835 F.3d 796
8th Cir.2016Background
- In July 2014 St. Paul police frisked Leonard Hill and seized 23 rounds of Federal 9mm Luger ammunition; Hill was a convicted felon.
- Grand jury indicted Hill under 18 U.S.C. §§ 922(g) and 924(e) for possession of ammunition “in and affecting interstate and foreign commerce.”
- Hill initially pleaded guilty, moved to withdraw the plea, which the court granted, and proceeded to trial; he stipulated to knowing possession and felon status, leaving interstate-commerce as the sole contested element.
- Government expert Steve Rodgers disassembled two randomly selected rounds, identifying three components (primer, case, bullet) made by Federal in Minnesota and concluding the propellant powder was sourced from outside Minnesota (St. Marks, Florida) and that the other 21 rounds were identical.
- Jury convicted Hill; district court denied motions for judgment of acquittal and sentenced Hill to 192 months; Hill appealed arguing constructive amendment, insufficient interstate-commerce proof, and an inadequate Commerce Clause connection.
Issues
| Issue | Plaintiff's Argument | Defendant's Argument | Held |
|---|---|---|---|
| Constructive amendment of indictment | Gov: indictment covering “ammunition” includes components; evidence matched indictment definition | Hill: Gov. presented evidence only about components, altering the charged offense | No amendment: statutory definition of ammunition includes components, so no substantial likelihood of conviction for uncharged offense |
| Sufficiency of evidence re: interstate commerce | Gov: expert showed propellant came from out-of-state supplier, applying to all seized rounds | Hill: Expert evidence did not prove propellant was manufactured out-of-state during the relevant production window | Sufficient: reasonable jury could find propellant sourced outside Minnesota, satisfying the interstate-commerce element |
| Commerce Clause challenge (de minimis connection) | Gov: component traveled interstate, satisfying Section 922(g) and Commerce Clause | Hill: Even if propellant traveled interstate, the connection was de minimis and insufficient under the Commerce Clause | Rejected: binding Eighth Circuit precedent holds assembled ammunition with components that traveled interstate is “in commerce” and satisfies the Commerce Clause |
Key Cases Cited
- United States v. Renner, 648 F.3d 680 (8th Cir. 2011) (standard for constructive amendment review)

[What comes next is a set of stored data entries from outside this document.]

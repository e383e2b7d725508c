//! Shortest-path queries over the street model

pub mod dijkstra;
pub mod path;
mod to_geojson;

pub use path::{PathResult, Segment, assemble_path};

use geo::Point;
use petgraph::graph::NodeIndex;

use crate::Error;
use crate::model::{StreetGraph, StreetModel};

/// Point-to-point query: snap both endpoints to the graph and route
/// between them.
///
/// # Errors
///
/// Returns [`Error::NoPointsFound`] if either endpoint cannot be snapped
/// and [`Error::PathNotFound`] if the snapped nodes are not connected.
pub fn find_route(
    model: &StreetModel,
    origin: &Point<f64>,
    destination: &Point<f64>,
) -> Result<PathResult, Error> {
    let start = model.nearest_node(origin)?;
    let end = model.nearest_node(destination)?;
    shortest_path(&model.graph, start, end)
}

/// Shortest path between two graph nodes.
///
/// # Errors
///
/// Returns [`Error::PathNotFound`] if `end` is unreachable from `start`.
pub fn shortest_path(
    graph: &StreetGraph,
    start: NodeIndex,
    end: NodeIndex,
) -> Result<PathResult, Error> {
    let trace = dijkstra::dijkstra_trace(graph, start, Some(end));
    assemble_path(graph, &trace, start, end)
}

- United States v. Johnson, 719 F.3d 660 (8th Cir. 2013) (definition and test for constructive amendment)
- United States v. Gant, 721 F.3d 505 (8th Cir. 2013) (standard for reviewing sufficiency of evidence challenges)
- United States v. Mosby, 60 F.3d 454 (8th Cir. 1995) (holding assembled ammunition is “in commerce” when components traveled interstate)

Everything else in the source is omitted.